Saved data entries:

┌──

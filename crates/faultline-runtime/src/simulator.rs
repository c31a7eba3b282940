#![forbid(unsafe_code)]

//! Deterministic program simulator for testing.
//!
//! `ProgramSimulator` runs a [`Model`] without a real terminal: events are
//! injected, messages dispatched, and frames captured for assertion. The
//! captured frames keep their metadata (role annotations, component path)
//! so tests can assert on semantics as well as cell contents.
//!
//! # Example
//!
//! ```ignore
//! use faultline_runtime::ProgramSimulator;
//!
//! let mut sim = ProgramSimulator::new(Counter { value: 0 });
//! sim.init();
//! sim.send(Msg::Increment);
//! assert_eq!(sim.model().value, 1);
//!
//! let frame = sim.capture_frame(80, 24);
//! assert!(frame.buffer.contains_text("Count: 1"));
//! ```

use crate::program::{Cmd, Model};
use faultline_core::event::Event;
use faultline_render::frame::Frame;

/// Record of a command executed during simulation.
#[derive(Debug, Clone)]
pub enum CmdRecord {
    /// No-op command.
    None,
    /// Quit command.
    Quit,
    /// Message dispatched back through the model.
    Msg,
    /// Batch of commands, with its length.
    Batch(usize),
    /// Log line emitted.
    Log(String),
}

/// Deterministic simulator for [`Model`] testing.
///
/// Runs model logic without any terminal or IO dependencies.
pub struct ProgramSimulator<M: Model> {
    model: M,
    frames: Vec<Frame>,
    command_log: Vec<CmdRecord>,
    running: bool,
    logs: Vec<String>,
}

impl<M: Model> ProgramSimulator<M> {
    /// Create a simulator around the given model.
    ///
    /// The model is not initialized until [`init`](Self::init) is called.
    pub fn new(model: M) -> Self {
        Self {
            model,
            frames: Vec::new(),
            command_log: Vec::new(),
            running: true,
            logs: Vec::new(),
        }
    }

    /// Call `Model::init()` and execute the returned commands.
    pub fn init(&mut self) {
        let cmd = self.model.init();
        self.execute_cmd(cmd);
    }

    /// Inject input events into the model.
    ///
    /// Each event is converted to a message via `From<Event>` and
    /// dispatched through `Model::update()`. Stops early if a command
    /// quits the program.
    pub fn inject_events(&mut self, events: &[Event]) {
        for event in events {
            if !self.running {
                break;
            }
            let msg = M::Message::from(event.clone());
            let cmd = self.model.update(msg);
            self.execute_cmd(cmd);
        }
    }

    /// Send a message directly to the model.
    pub fn send(&mut self, msg: M::Message) {
        if !self.running {
            return;
        }
        let cmd = self.model.update(msg);
        self.execute_cmd(cmd);
    }

    /// Render the current state into a fresh frame and store it.
    ///
    /// Returns a reference to the captured frame. The view call happens
    /// on this thread with no containment of its own: a panic that no
    /// boundary inside the view intercepts propagates to the caller.
    pub fn capture_frame(&mut self, width: u16, height: u16) -> &Frame {
        let span = tracing::debug_span!("view_pass", width, height);
        let _guard = span.enter();
        let mut frame = Frame::new(width, height);
        self.model.view(&mut frame);
        let idx = self.frames.len();
        self.frames.push(frame);
        &self.frames[idx]
    }

    /// All captured frames, oldest first.
    pub fn frames(&self) -> &[Frame] {
        &self.frames
    }

    /// The most recently captured frame, if any.
    pub fn last_frame(&self) -> Option<&Frame> {
        self.frames.last()
    }

    /// Number of captured frames.
    pub fn frame_count(&self) -> usize {
        self.frames.len()
    }

    /// Shared access to the model.
    pub fn model(&self) -> &M {
        &self.model
    }

    /// Mutable access to the model.
    pub fn model_mut(&mut self) -> &mut M {
        &mut self.model
    }

    /// Whether the simulated program is still running.
    ///
    /// Returns `false` after a `Cmd::Quit` has been executed.
    pub fn is_running(&self) -> bool {
        self.running
    }

    /// Log lines emitted via `Cmd::Log`.
    pub fn logs(&self) -> &[String] {
        &self.logs
    }

    /// The command execution log.
    pub fn command_log(&self) -> &[CmdRecord] {
        &self.command_log
    }

    /// Drop all captured frames.
    pub fn clear_frames(&mut self) {
        self.frames.clear();
    }

    /// Drop all recorded log lines.
    pub fn clear_logs(&mut self) {
        self.logs.clear();
    }

    fn execute_cmd(&mut self, cmd: Cmd<M::Message>) {
        match cmd {
            Cmd::None => {
                self.command_log.push(CmdRecord::None);
            }
            Cmd::Quit => {
                self.running = false;
                self.command_log.push(CmdRecord::Quit);
            }
            Cmd::Msg(m) => {
                self.command_log.push(CmdRecord::Msg);
                let cmd = self.model.update(m);
                self.execute_cmd(cmd);
            }
            Cmd::Batch(cmds) => {
                self.command_log.push(CmdRecord::Batch(cmds.len()));
                for c in cmds {
                    self.execute_cmd(c);
                }
            }
            Cmd::Log(text) => {
                self.command_log.push(CmdRecord::Log(text.clone()));
                self.logs.push(text);
            }
        }
    }
}
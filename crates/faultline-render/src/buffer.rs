#![forbid(unsafe_code)]

//! Row-major cell grid with headless assertion helpers.
//!
//! `Buffer` is the render target for one pass. Writes are clipped at the
//! grid edge; double-width graphemes occupy a glyph cell plus a
//! continuation cell. The text helpers (`row_text`, `assert_matches`)
//! exist so CI tests can verify rendered output without a terminal.

use crate::cell::{Cell, CellContent};
use crate::style::Style;
use faultline_core::geometry::Rect;
use faultline_core::text_width::grapheme_width;
use unicode_segmentation::UnicodeSegmentation;

/// A width × height grid of cells.
#[derive(Debug, Clone, PartialEq, Eq)]
pub struct Buffer {
    width: u16,
    height: u16,
    cells: Vec<Cell>,
}

impl Buffer {
    /// Create an empty buffer.
    ///
    /// # Panics
    ///
    /// Panics if width or height is 0.
    #[must_use]
    pub fn new(width: u16, height: u16) -> Self {
        assert!(width > 0, "width must be > 0");
        assert!(height > 0, "height must be > 0");
        Self {
            width,
            height,
            cells: vec![Cell::default(); width as usize * height as usize],
        }
    }

    /// Buffer width in columns.
    #[inline]
    #[must_use]
    pub const fn width(&self) -> u16 {
        self.width
    }

    /// Buffer height in rows.
    #[inline]
    #[must_use]
    pub const fn height(&self) -> u16 {
        self.height
    }

    /// The full buffer area as a rect at the origin.
    #[inline]
    #[must_use]
    pub const fn area(&self) -> Rect {
        Rect::from_size(self.width, self.height)
    }

    #[inline]
    fn index(&self, x: u16, y: u16) -> Option<usize> {
        if x < self.width && y < self.height {
            Some(y as usize * self.width as usize + x as usize)
        } else {
            None
        }
    }

    /// Get the cell at (x, y), or `None` when out of bounds.
    #[inline]
    #[must_use]
    pub fn get(&self, x: u16, y: u16) -> Option<&Cell> {
        self.index(x, y).map(|i| &self.cells[i])
    }

    /// Set the cell at (x, y). Out-of-bounds writes are ignored.
    #[inline]
    pub fn set(&mut self, x: u16, y: u16, cell: Cell) {
        if let Some(i) = self.index(x, y) {
            self.cells[i] = cell;
        }
    }

    /// Fill a region with the given cell, clipped to the buffer.
    pub fn fill(&mut self, area: Rect, cell: Cell) {
        let Some(clipped) = area.intersection(&self.area()) else {
            return;
        };
        for y in clipped.y..clipped.bottom() {
            for x in clipped.x..clipped.right() {
                self.set(x, y, cell);
            }
        }
    }

    /// Reset every cell to empty.
    pub fn clear(&mut self) {
        self.cells.fill(Cell::default());
    }

    /// Write a string starting at (x, y), clipped at `max_x` (exclusive).
    ///
    /// Double-width graphemes emit a glyph cell plus a continuation cell;
    /// a wide glyph that would straddle the clip edge is dropped rather
    /// than half-drawn. Returns the x position after the last cell written.
    pub fn set_string(&mut self, x: u16, y: u16, text: &str, style: Style, max_x: u16) -> u16 {
        let max_x = max_x.min(self.width);
        let mut cursor = x;
        for grapheme in text.graphemes(true) {
            let w = grapheme_width(grapheme) as u16;
            if w == 0 {
                continue;
            }
            if cursor >= max_x || cursor.saturating_add(w) > max_x {
                break;
            }
            // Grid cells hold one scalar; multi-scalar clusters keep the base.
            let ch = grapheme.chars().next().unwrap_or(' ');
            self.set(cursor, y, Cell::styled(ch, style));
            if w == 2 {
                self.set(cursor + 1, y, Cell::continuation(style));
            }
            cursor += w;
        }
        cursor
    }

    /// The visible text of a row, with trailing whitespace trimmed.
    ///
    /// Empty and continuation cells read as spaces.
    #[must_use]
    pub fn row_text(&self, y: u16) -> String {
        let mut out = String::new();
        for x in 0..self.width {
            match self.get(x, y).map(|c| c.content) {
                Some(CellContent::Glyph(ch)) => out.push(ch),
                Some(CellContent::Continuation) => {}
                _ => out.push(' '),
            }
        }
        out.trim_end().to_string()
    }

    /// Whether any row's visible text contains `needle`.
    #[must_use]
    pub fn contains_text(&self, needle: &str) -> bool {
        (0..self.height).any(|y| self.row_text(y).contains(needle))
    }

    /// Assert every row matches the expected lines (trailing blanks trimmed).
    ///
    /// # Panics
    ///
    /// Panics with a per-row diff when the grid differs.
    pub fn assert_matches(&self, expected: &[&str]) {
        assert_eq!(
            expected.len(),
            self.height as usize,
            "expected {} rows, buffer has {}",
            expected.len(),
            self.height
        );
        for (y, want) in expected.iter().enumerate() {
            let got = self.row_text(y as u16);
            assert_eq!(
                &got, want,
                "row {y} mismatch:\n  got:  {got:?}\n  want: {want:?}"
            );
        }
    }

    /// Copy the cells of `area` from another buffer of identical size.
    ///
    /// Used to commit a supervised scratch render: the scratch pass draws
    /// into its own buffer, and only a successful outcome is blitted back.
    pub fn copy_area_from(&mut self, src: &Buffer, area: Rect) {
        debug_assert_eq!(self.width, src.width);
        debug_assert_eq!(self.height, src.height);
        let Some(clipped) = area.intersection(&self.area()) else {
            return;
        };
        for y in clipped.y..clipped.bottom() {
            for x in clipped.x..clipped.right() {
                if let Some(cell) = src.get(x, y) {
                    self.set(x, y, *cell);
                }
            }
        }
    }
}

#[cfg(test)]
mod tests {
    use super::*;
    use crate::style::Color;

    #[test]
    fn set_get_roundtrip() {
        let mut buf = Buffer::new(4, 2);
        buf.set(1, 1, Cell::from_char('z'));
        assert_eq!(buf.get(1, 1).unwrap().as_char(), Some('z'));
    }

    #[test]
    fn out_of_bounds_ignored() {
        let mut buf = Buffer::new(4, 2);
        buf.set(10, 10, Cell::from_char('z'));
        assert!(buf.get(10, 10).is_none());
    }

    #[test]
    fn set_string_basic() {
        let mut buf = Buffer::new(10, 1);
        let end = buf.set_string(0, 0, "hello", Style::new(), 10);
        assert_eq!(end, 5);
        assert_eq!(buf.row_text(0), "hello");
    }

    #[test]
    fn set_string_clips_at_max_x() {
        let mut buf = Buffer::new(10, 1);
        buf.set_string(0, 0, "abcdef", Style::new(), 3);
        assert_eq!(buf.row_text(0), "abc");
    }

    #[test]
    fn set_string_wide_glyph_uses_two_cells() {
        let mut buf = Buffer::new(6, 1);
        let end = buf.set_string(0, 0, "\u{1F4A3}!", Style::new(), 6);
        assert_eq!(end, 3);
        assert_eq!(buf.get(0, 0).unwrap().as_char(), Some('\u{1F4A3}'));
        assert_eq!(buf.get(1, 0).unwrap().content, CellContent::Continuation);
        assert_eq!(buf.get(2, 0).unwrap().as_char(), Some('!'));
    }

    #[test]
    fn set_string_drops_straddling_wide_glyph() {
        let mut buf = Buffer::new(6, 1);
        // Width 3 leaves one cell after "ab"; the bomb needs two.
        buf.set_string(0, 0, "ab\u{1F4A3}", Style::new(), 3);
        assert_eq!(buf.row_text(0), "ab");
    }

    #[test]
    fn set_string_carries_style() {
        let mut buf = Buffer::new(4, 1);
        buf.set_string(0, 0, "x", Style::new().fg(Color::Red), 4);
        assert_eq!(buf.get(0, 0).unwrap().style.fg, Some(Color::Red));
    }

    #[test]
    fn fill_clips_to_buffer() {
        let mut buf = Buffer::new(4, 2);
        buf.fill(Rect::new(2, 0, 10, 10), Cell::from_char('#'));
        assert_eq!(buf.row_text(0), "  ##");
        assert_eq!(buf.row_text(1), "  ##");
    }

    #[test]
    fn row_text_trims_trailing() {
        let mut buf = Buffer::new(8, 1);
        buf.set_string(1, 0, "hi", Style::new(), 8);
        assert_eq!(buf.row_text(0), " hi");
    }

    #[test]
    fn contains_text_scans_rows() {
        let mut buf = Buffer::new(10, 3);
        buf.set_string(0, 2, "needle", Style::new(), 10);
        assert!(buf.contains_text("need"));
        assert!(!buf.contains_text("haystack"));
    }

    #[test]
    fn assert_matches_full_grid() {
        let mut buf = Buffer::new(5, 2);
        buf.set_string(0, 0, "ab", Style::new(), 5);
        buf.assert_matches(&["ab", ""]);
    }

    #[test]
    fn copy_area_from_commits_region() {
        let mut dst = Buffer::new(6, 2);
        let mut src = Buffer::new(6, 2);
        src.set_string(0, 0, "AAAAAA", Style::new(), 6);
        src.set_string(0, 1, "BBBBBB", Style::new(), 6);
        dst.copy_area_from(&src, Rect::new(0, 0, 6, 1));
        assert_eq!(dst.row_text(0), "AAAAAA");
        assert_eq!(dst.row_text(1), "");
    }

    #[test]
    #[should_panic(expected = "width must be > 0")]
    fn zero_width_panics() {
        let _ = Buffer::new(0, 5);
    }
}
#![forbid(unsafe_code)]

//! The demo trigger: a button that detonates its own render pass.

use crate::Widget;
use faultline_core::geometry::Rect;
use faultline_core::role::Role;
use faultline_render::frame::Frame;
use faultline_render::style::Style;
use std::cell::Cell;

/// The fixed panic payload the bomb raises, a `&'static str` so report
/// consumers can downcast and verify the value survived unwrapped.
pub const BOMB_PANIC_MESSAGE: &str = "\u{1F4A5} boom";

/// The activation control's on-screen label.
pub const BOMB_LABEL: &str = "[ \u{1F4A3} ]";

/// A leaf widget that deterministically panics during render once
/// pressed.
///
/// The press itself is an ordinary state change; the failure is raised
/// synchronously in the *next* render pass, which is exactly the seam a
/// supervising [`FaultBoundary`](crate::FaultBoundary) watches. The bomb
/// performs no recovery of its own.
#[derive(Debug, Default)]
pub struct BombButton {
    armed: Cell<bool>,
}

impl BombButton {
    /// A new, unarmed bomb.
    #[must_use]
    pub fn new() -> Self {
        Self::default()
    }

    /// The discrete user action: arm the bomb. The next render panics.
    pub fn press(&self) {
        self.armed.set(true);
    }

    /// Whether the bomb will detonate on its next render.
    #[must_use]
    pub fn is_armed(&self) -> bool {
        self.armed.get()
    }
}

impl Widget for BombButton {
    fn render(&self, area: Rect, frame: &mut Frame) {
        frame.push_component("BombButton");
        if self.armed.get() {
            // Raised before any output is produced for this pass; the
            // component entry above stays on the path for diagnostics.
            std::panic::panic_any(BOMB_PANIC_MESSAGE);
        }
        frame
            .buffer
            .set_string(area.x, area.y, BOMB_LABEL, Style::new(), area.right());
        frame.annotate(
            Rect::new(area.x, area.y, area.width.min(6), 1),
            Role::Button,
        );
        frame.pop_component();
    }
}
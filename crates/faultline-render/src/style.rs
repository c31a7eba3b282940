#![forbid(unsafe_code)]

//! Minimal cell styling: named colors and attribute flags.

use bitflags::bitflags;

/// Named terminal color.
#[derive(Debug, Clone, Copy, PartialEq, Eq, Hash, Default)]
pub enum Color {
    #[default]
    Default,
    Black,
    Red,
    Green,
    Yellow,
    Blue,
    Magenta,
    Cyan,
    White,
}

bitflags! {
    /// Text attribute flags.
    #[derive(Debug, Clone, Copy, PartialEq, Eq, Hash, Default)]
    pub struct Attrs: u8 {
        const BOLD      = 0b0000_0001;
        const DIM       = 0b0000_0010;
        const ITALIC    = 0b0000_0100;
        const UNDERLINE = 0b0000_1000;
        const REVERSE   = 0b0001_0000;
    }
}

/// A cell style: optional fg/bg plus attribute flags.
///
/// `None` for a color means "inherit whatever is already there" when
/// merging, which lets widget styles layer without clobbering.
#[derive(Debug, Clone, Copy, PartialEq, Eq, Hash, Default)]
pub struct Style {
    pub fg: Option<Color>,
    pub bg: Option<Color>,
    pub attrs: Attrs,
}

impl Style {
    /// An empty style.
    #[must_use]
    pub const fn new() -> Self {
        Self {
            fg: None,
            bg: None,
            attrs: Attrs::empty(),
        }
    }

    /// Set the foreground color.
    #[must_use]
    pub const fn fg(mut self, color: Color) -> Self {
        self.fg = Some(color);
        self
    }

    /// Set the background color.
    #[must_use]
    pub const fn bg(mut self, color: Color) -> Self {
        self.bg = Some(color);
        self
    }

    /// Add attribute flags.
    #[must_use]
    pub fn attrs(mut self, attrs: Attrs) -> Self {
        self.attrs |= attrs;
        self
    }

    /// Bold shorthand.
    #[must_use]
    pub fn bold(self) -> Self {
        self.attrs(Attrs::BOLD)
    }

    /// Merge with a base style; fields set on `self` win.
    #[must_use]
    pub fn merge(&self, base: &Style) -> Style {
        Style {
            fg: self.fg.or(base.fg),
            bg: self.bg.or(base.bg),
            attrs: self.attrs | base.attrs,
        }
    }
}
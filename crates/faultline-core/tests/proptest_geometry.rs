//! Property tests for rectangle arithmetic.

use faultline_core::geometry::Rect;
use proptest::prelude::*;

fn arb_rect() -> impl Strategy<Value = Rect> {
    (0u16..200, 0u16..200, 0u16..100, 0u16..100)
        .prop_map(|(x, y, w, h)| Rect::new(x, y, w, h))
}

proptest! {
    #[test]
    fn intersection_is_commutative(a in arb_rect(), b in arb_rect()) {
        prop_assert_eq!(a.intersection(&b), b.intersection(&a));
    }

    #[test]
    fn intersection_is_contained_in_both(a in arb_rect(), b in arb_rect()) {
        if let Some(i) = a.intersection(&b) {
            prop_assert!(i.x >= a.x && i.right() <= a.right());
            prop_assert!(i.x >= b.x && i.right() <= b.right());
            prop_assert!(i.y >= a.y && i.bottom() <= a.bottom());
            prop_assert!(i.y >= b.y && i.bottom() <= b.bottom());
            prop_assert!(!i.is_empty());
        }
    }

    #[test]
    fn contains_agrees_with_intersection(a in arb_rect(), b in arb_rect()) {
        let overlap = a.intersects(&b);
        let shared_point = (a.x.max(b.x), a.y.max(b.y));
        if overlap {
            prop_assert!(a.contains(shared_point.0, shared_point.1));
            prop_assert!(b.contains(shared_point.0, shared_point.1));
        }
    }

    #[test]
    fn self_intersection_is_identity(a in arb_rect()) {
        if a.is_empty() {
            prop_assert_eq!(a.intersection(&a), None);
        } else {
            prop_assert_eq!(a.intersection(&a), Some(a));
        }
    }

    #[test]
    fn inset_stays_inside(a in arb_rect(), margin in 0u16..10) {
        let inner = a.inset(margin);
        if !inner.is_empty() {
            prop_assert!(inner.x >= a.x);
            prop_assert!(inner.y >= a.y);
            prop_assert!(inner.right() <= a.right());
            prop_assert!(inner.bottom() <= a.bottom());
        }
    }

    #[test]
    fn split_top_partitions_area(a in arb_rect(), rows in 0u16..120) {
        let (top, rest) = a.split_top(rows);
        prop_assert_eq!(top.area() + rest.area(), a.area());
        prop_assert!(!top.intersects(&rest));
    }
}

└──

▶ [Task item]: In the data above, find the line that contains "pub fn init(&mut" and the line that contains "Log lines emitted". Repeat exactly those lines and every line between them, and only those.

▶ [Exercise solution]:
    pub fn init(&mut self) {
        let cmd = self.model.init();
        self.execute_cmd(cmd);
    }

    /// Inject input events into the model.
    ///
    /// Each event is converted to a message via `From<Event>` and
    /// dispatched through `Model::update()`. Stops early if a command
    /// quits the program.
    pub fn inject_events(&mut self, events: &[Event]) {
        for event in events {
            if !self.running {
                break;
            }
            let msg = M::Message::from(event.clone());
            let cmd = self.model.update(msg);
            self.execute_cmd(cmd);
        }
    }

    /// Send a message directly to the model.
    pub fn send(&mut self, msg: M::Message) {
        if !self.running {
            return;
        }
        let cmd = self.model.update(msg);
        self.execute_cmd(cmd);
    }

    /// Render the current state into a fresh frame and store it.
    ///
    /// Returns a reference to the captured frame. The view call happens
    /// on this thread with no containment of its own: a panic that no
    /// boundary inside the view intercepts propagates to the caller.
    pub fn capture_frame(&mut self, width: u16, height: u16) -> &Frame {
        let span = tracing::debug_span!("view_pass", width, height);
        let _guard = span.enter();
        let mut frame = Frame::new(width, height);
        self.model.view(&mut frame);
        let idx = self.frames.len();
        self.frames.push(frame);
        &self.frames[idx]
    }

    /// All captured frames, oldest first.
    pub fn frames(&self) -> &[Frame] {
        &self.frames
    }

    /// The most recently captured frame, if any.
    pub fn last_frame(&self) -> Option<&Frame> {
        self.frames.last()
    }

    /// Number of captured frames.
    pub fn frame_count(&self) -> usize {
        self.frames.len()
    }

    /// Shared access to the model.
    pub fn model(&self) -> &M {
        &self.model
    }

    /// Mutable access to the model.
    pub fn model_mut(&mut self) -> &mut M {
        &mut self.model
    }

    /// Whether the simulated program is still running.
    ///
    /// Returns `false` after a `Cmd::Quit` has been executed.
    pub fn is_running(&self) -> bool {
        self.running
    }

    /// Log lines emitted via `Cmd::Log`.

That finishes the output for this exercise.